17 The main difficulty with these data is that they are “sluggish,” i.e. readings on the independent variables change slowly over time relative to the dependent variable. This can make estimates of the effect of independent variables unreliable (Wilson and Butler Citation2007; Clark and Linzer Citation2015). This is a problem with institutions like courts that change slowly and makes analysis of panel data involving them more difficult. Some scholars (Beck Citation2001; Gelman and Hill Citation2007) recommend against using fixed effects models at all with datasets like this one. Based on their simulations using sluggish data, Clarke and Linzer advise using fixed effects models for datasets like the one used here as the best course of action. Although their limits for using fixed effects models are very close to those in these data, I have followed their guidance.
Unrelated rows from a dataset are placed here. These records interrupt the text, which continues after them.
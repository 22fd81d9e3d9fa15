//! # Subspace Build Driver
//!
//! Runs one complete subspace build: validates the configuration, lets a
//! [`BasisConstructor`] sample the model and pick a rank, binds the resulting
//! basis to the uncertain variables as a [`SubspaceRotationModel`], and
//! optionally fits a quadratic moving least squares surrogate over the reduced
//! coordinates.
//!
//! # Example
//!
//! ```no_run
//! use ndarray::{arr1, Array2};
//! use subspace_uq::model::ClosureModel;
//! use subspace_uq::sampling::MonteCarloSampler;
//! use subspace_uq::subspace::{ActiveSubspaceConstructor, SubspaceBuilder, SubspaceConfig};
//! use subspace_uq::variables::UncertainVariables;
//!
//! let model = ClosureModel::new(3, 1, |x| arr1(&[(x[0] + x[1]).powi(2)]))
//!     .with_gradients(|x| {
//!         let t = 2.0 * (x[0] + x[1]);
//!         Array2::from_shape_vec((3, 1), vec![t, t, 0.0]).unwrap()
//!     });
//! let variables = UncertainVariables::standard_normals(3)?;
//! let config = SubspaceConfig::default();
//!
//! let sampler = MonteCarloSampler::new(variables.clone(), config.initial_samples, config.seed)?;
//! let mut constructor = ActiveSubspaceConstructor::new(sampler, 1, &config);
//! let build = SubspaceBuilder::new(config, variables)?.build(&model, &mut constructor)?;
//! println!("reduced rank {}", build.rotation().rank());
//! # Ok::<(), subspace_uq::SubspaceError>(())
//! ```

use std::sync::Arc;

use log::{info, warn};

use crate::error::{Result, SubspaceError};
use crate::model::FullSpaceModel;
use crate::reduced::ReducedModel;
use crate::surrogate::{MovingLeastSquares, SurrogateFitter};
use crate::variables::UncertainVariables;

use super::config::SubspaceConfig;
use super::constructor::BasisConstructor;
use super::report::BuildStatistics;
use super::rotation::SubspaceRotationModel;

/// Result of a subspace build.
#[derive(Debug)]
pub struct SubspaceBuild {
    rotation: Arc<SubspaceRotationModel>,
    statistics: BuildStatistics,
    surrogate: Option<MovingLeastSquares>,
}

impl SubspaceBuild {
    pub fn rotation(&self) -> &Arc<SubspaceRotationModel> {
        &self.rotation
    }

    pub fn statistics(&self) -> &BuildStatistics {
        &self.statistics
    }

    /// Surrogate over the reduced coordinates, when one was requested.
    pub fn surrogate(&self) -> Option<&MovingLeastSquares> {
        self.surrogate.as_ref()
    }

    /// Wrap `full` so it is evaluated in reduced coordinates.
    pub fn reduced_model<M: FullSpaceModel>(&self, full: M) -> Result<ReducedModel<M>> {
        ReducedModel::with_rotation(full, Arc::clone(&self.rotation))
    }
}

/// Driver for subspace builds.
pub struct SubspaceBuilder {
    config: SubspaceConfig,
    variables: UncertainVariables,
}

impl SubspaceBuilder {
    /// Validate `config` and bind it to the uncertain variables.
    pub fn new(config: SubspaceConfig, variables: UncertainVariables) -> Result<Self> {
        config.validate()?;
        config.check_rank_domain(variables.num_variables())?;
        Ok(Self { config, variables })
    }

    pub fn config(&self) -> &SubspaceConfig {
        &self.config
    }

    pub fn variables(&self) -> &UncertainVariables {
        &self.variables
    }

    /// Run a build of `model` with `constructor`.
    pub fn build<C>(&self, model: &dyn FullSpaceModel, constructor: &mut C) -> Result<SubspaceBuild>
    where
        C: BasisConstructor + ?Sized,
    {
        if model.num_variables() != self.variables.num_variables() {
            return Err(SubspaceError::DimensionMismatch(format!(
                "model takes {} variables, {} are uncertain",
                model.num_variables(),
                self.variables.num_variables()
            )));
        }

        info!(
            "Building {} for {} variables and {} responses",
            constructor.method(),
            model.num_variables(),
            model.num_functions()
        );
        let basis = constructor.construct(model, &self.variables, &self.config)?;
        let rotation = Arc::new(SubspaceRotationModel::new(
            basis.rotation,
            basis.rank,
            &self.variables,
            basis.frame,
        )?);
        let mut statistics = basis.statistics;

        let surrogate = if self.config.build_surrogate {
            let (surrogate, extra) = self.fit_surrogate(model, constructor, &rotation)?;
            statistics.surrogate_refinement_samples = extra;
            statistics.total_samples += extra;
            Some(surrogate)
        } else {
            None
        };

        info!(
            "Subspace build finished: rank {} from {} samples",
            rotation.rank(),
            statistics.total_samples
        );
        Ok(SubspaceBuild {
            rotation,
            statistics,
            surrogate,
        })
    }

    // Draws extra samples, with a warning, until the quadratic fit is determined.
    fn fit_surrogate<C>(
        &self,
        model: &dyn FullSpaceModel,
        constructor: &mut C,
        rotation: &SubspaceRotationModel,
    ) -> Result<(MovingLeastSquares, usize)>
    where
        C: BasisConstructor + ?Sized,
    {
        let mut surrogate = MovingLeastSquares::new(rotation.rank(), model.num_functions());
        let required = surrogate.required_points(rotation.rank());

        let available = constructor
            .training_data()
            .map_or(0, |(x, _)| x.ncols());
        let mut extra = 0;
        if available < required {
            extra = required - available;
            warn!(
                "Surrogate over {} reduced variables needs {} points but {} are available; \
                 drawing {} refinement samples",
                rotation.rank(),
                required,
                available,
                extra
            );
            constructor.draw_additional(model, &self.variables, &self.config, extra)?;
        }

        let (x, values) = constructor.training_data().ok_or_else(|| {
            SubspaceError::InsufficientData(
                "basis constructor kept no function values for the surrogate".to_string(),
            )
        })?;
        let reduced = rotation.to_reduced_matrix(x.view())?;
        surrogate.append_training_data(reduced.view(), values.view())?;
        surrogate.build()?;
        Ok((surrogate, extra))
    }
}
18 Table A.2 contains the levels of significance for the estimates using a two-sided t-test, adjusted R-squared coefficients to show the amount of variance explained by the models, average VIF or GVIF (generalized variance inflation factor scores required for models with factors) scores for the indicators in each model to indicate multicollinearity, and F statistic readings for significance of the models overall. The VIF and GVIF readings for the models are of particular interest. The general rule for VIF and GVIF scores is that multicollinearity is a problem if the score for any indicator is over 5 (Studenmund Citation1997). This is not the case for indicators in any of the models used in Figure 2; the highest score for any of them is 1.64.

19 The graph in Figure 2 was generated using Solt and Hu’s (Citation2015) dotwhisker package for the R computer language.

20 This result may arise from the complex relationship between economic development and both drug use and its consequences in the United States. The relationship may be confounded by the influence of racial discrimination and its role in depressing economic growth, thus laying the ground for social disorder and consequent drug use (Donnelly et al 2021). Further research is obviously needed to elucidate the link between economic developments to the proliferation of drug courts, but that is a project for another day.

21 The graph in Figure 3 was generated using Wickham’s (Citation2016) ggplot2 package for the R computer language.